Problem to solve
Transcribe exactly the lines from the one holding "pub enum AssetError" to the end of the data below, including both of those lines and no others.

Data extracted from a collection
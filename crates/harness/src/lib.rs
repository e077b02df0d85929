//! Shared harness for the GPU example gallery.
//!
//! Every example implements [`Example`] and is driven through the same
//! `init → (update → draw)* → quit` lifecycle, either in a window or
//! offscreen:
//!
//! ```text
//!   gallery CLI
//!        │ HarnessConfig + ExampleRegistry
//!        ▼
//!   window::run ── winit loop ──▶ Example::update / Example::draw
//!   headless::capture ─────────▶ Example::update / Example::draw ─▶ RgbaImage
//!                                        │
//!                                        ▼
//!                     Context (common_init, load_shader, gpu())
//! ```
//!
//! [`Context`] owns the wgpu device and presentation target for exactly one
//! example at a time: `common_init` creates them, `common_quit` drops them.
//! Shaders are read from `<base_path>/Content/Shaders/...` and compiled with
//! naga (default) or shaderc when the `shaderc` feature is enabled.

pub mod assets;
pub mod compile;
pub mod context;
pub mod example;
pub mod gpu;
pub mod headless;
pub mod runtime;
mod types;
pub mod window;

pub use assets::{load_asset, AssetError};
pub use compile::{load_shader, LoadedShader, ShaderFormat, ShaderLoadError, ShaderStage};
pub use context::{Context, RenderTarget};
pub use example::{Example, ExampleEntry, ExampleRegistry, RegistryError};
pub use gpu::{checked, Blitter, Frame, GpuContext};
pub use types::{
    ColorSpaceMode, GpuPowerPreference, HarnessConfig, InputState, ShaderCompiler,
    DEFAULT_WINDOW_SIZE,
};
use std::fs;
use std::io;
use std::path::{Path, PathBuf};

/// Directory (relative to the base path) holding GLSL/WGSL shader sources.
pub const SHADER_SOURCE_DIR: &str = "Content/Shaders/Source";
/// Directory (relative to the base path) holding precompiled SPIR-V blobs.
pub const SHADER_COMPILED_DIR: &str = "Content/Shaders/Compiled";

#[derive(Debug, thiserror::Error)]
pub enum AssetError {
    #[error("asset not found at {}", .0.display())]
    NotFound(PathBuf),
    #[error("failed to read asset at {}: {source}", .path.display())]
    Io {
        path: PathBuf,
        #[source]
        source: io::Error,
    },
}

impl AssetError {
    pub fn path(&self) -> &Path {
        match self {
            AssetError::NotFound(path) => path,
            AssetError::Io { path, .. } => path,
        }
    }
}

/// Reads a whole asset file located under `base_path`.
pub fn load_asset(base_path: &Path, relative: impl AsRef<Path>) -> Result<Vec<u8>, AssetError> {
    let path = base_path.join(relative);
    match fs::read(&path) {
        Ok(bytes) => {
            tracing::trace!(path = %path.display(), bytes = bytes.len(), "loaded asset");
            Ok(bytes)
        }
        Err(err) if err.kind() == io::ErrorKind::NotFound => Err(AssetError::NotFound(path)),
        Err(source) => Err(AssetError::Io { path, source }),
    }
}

Response area
pub enum AssetError {
    #[error("asset not found at {}", .0.display())]
    NotFound(PathBuf),
    #[error("failed to read asset at {}: {source}", .path.display())]
    Io {
        path: PathBuf,
        #[source]
        source: io::Error,
    },
}

impl AssetError {
    pub fn path(&self) -> &Path {
        match self {
            AssetError::NotFound(path) => path,
            AssetError::Io { path, .. } => path,
        }
    }
}

/// Reads a whole asset file located under `base_path`.
pub fn load_asset(base_path: &Path, relative: impl AsRef<Path>) -> Result<Vec<u8>, AssetError> {
    let path = base_path.join(relative);
    match fs::read(&path) {
        Ok(bytes) => {
            tracing::trace!(path = %path.display(), bytes = bytes.len(), "loaded asset");
            Ok(bytes)
        }
        Err(err) if err.kind() == io::ErrorKind::NotFound => Err(AssetError::NotFound(path)),
        Err(source) => Err(AssetError::Io { path, source }),
    }
}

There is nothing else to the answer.